## Materials provided
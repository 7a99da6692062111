use crate::game;
use crate::types::{Deposit, PlayerState};
use chrono::{DateTime, Duration, Utc};
use std::sync::Arc;
use tokio::sync::RwLock;

/// Everything the daemon owns for one session: the single player record,
/// the deposit book, and the last wall-clock instant a tick was applied.
#[derive(Debug, Clone, PartialEq)]
pub struct AppState {
    pub player: PlayerState,
    pub deposits: Vec<Deposit>,
    pub last_update: DateTime<Utc>,
}

impl AppState {
    pub fn initial(now: DateTime<Utc>) -> Self {
        Self {
            player: PlayerState::initial(),
            deposits: Vec::new(),
            last_update: now,
        }
    }

    /// Bring time-based accrual current up to `now` and return the elapsed
    /// milliseconds that were applied. Large gaps (daemon suspended or not
    /// running) accrue the same as per-second ticks would have.
    pub fn advance_to(&mut self, now: DateTime<Utc>) -> u64 {
        let elapsed_ms = (now - self.last_update).num_milliseconds().max(0) as u64;
        game::tick(&mut self.player, elapsed_ms);
        self.last_update = now;
        elapsed_ms
    }
}

/// Shared handle over [`AppState`] for the daemon's concurrent loops.
/// Each public method takes the write lock once, so every operation is
/// atomic with respect to the others.
pub struct StateManager {
    state: Arc<RwLock<AppState>>,
}

impl StateManager {
    pub fn new(state: AppState) -> Self {
        Self {
            state: Arc::new(RwLock::new(state)),
        }
    }

    pub async fn snapshot(&self) -> AppState {
        self.state.read().await.clone()
    }

    /// Apply the periodic tick. Returns the elapsed milliseconds applied and
    /// the passive currency gained over them.
    pub async fn advance_to(&self, now: DateTime<Utc>) -> (u64, f64) {
        let mut state = self.state.write().await;
        let before = state.player.currency;
        let elapsed_ms = state.advance_to(now);
        (elapsed_ms, state.player.currency - before)
    }

    /// Run a verification pass over the deposit book. Returns how many
    /// deposits newly verified.
    pub async fn refresh_verifications(
        &self,
        now: DateTime<Utc>,
        verification_delay: Duration,
    ) -> usize {
        let mut state = self.state.write().await;
        crate::staking::refresh_verifications(&mut state.deposits, now, verification_delay)
    }
}

#[cfg(test)]
mod tests {
    use super::*;
    use chrono::TimeZone;

    #[tokio::test]
    async fn advance_accrues_and_moves_the_clock() {
        let start = Utc.timestamp_opt(1_700_000_000, 0).unwrap();
        let mut initial = AppState::initial(start);
        initial.player.production_rate = 2.0;
        let manager = StateManager::new(initial);

        let now = start + Duration::milliseconds(2500);
        let (elapsed_ms, gained) = manager.advance_to(now).await;
        assert_eq!(elapsed_ms, 2500);
        assert!((gained - 5.0).abs() < 1e-9);

        let snapshot = manager.snapshot().await;
        assert_eq!(snapshot.last_update, now);

        // A second advance to the same instant applies nothing.
        let (elapsed_ms, gained) = manager.advance_to(now).await;
        assert_eq!(elapsed_ms, 0);
        assert_eq!(gained, 0.0);
    }

    #[tokio::test]
    async fn clock_going_backwards_is_clamped_to_zero() {
        let start = Utc.timestamp_opt(1_700_000_000, 0).unwrap();
        let manager = StateManager::new(AppState::initial(start));

        let (elapsed_ms, _) = manager.advance_to(start - Duration::seconds(60)).await;
        assert_eq!(elapsed_ms, 0);
    }
}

## Problem requirements
Where the word "initial" appears in a line of the entries above, count that line; give only the number.

## Problem solution
6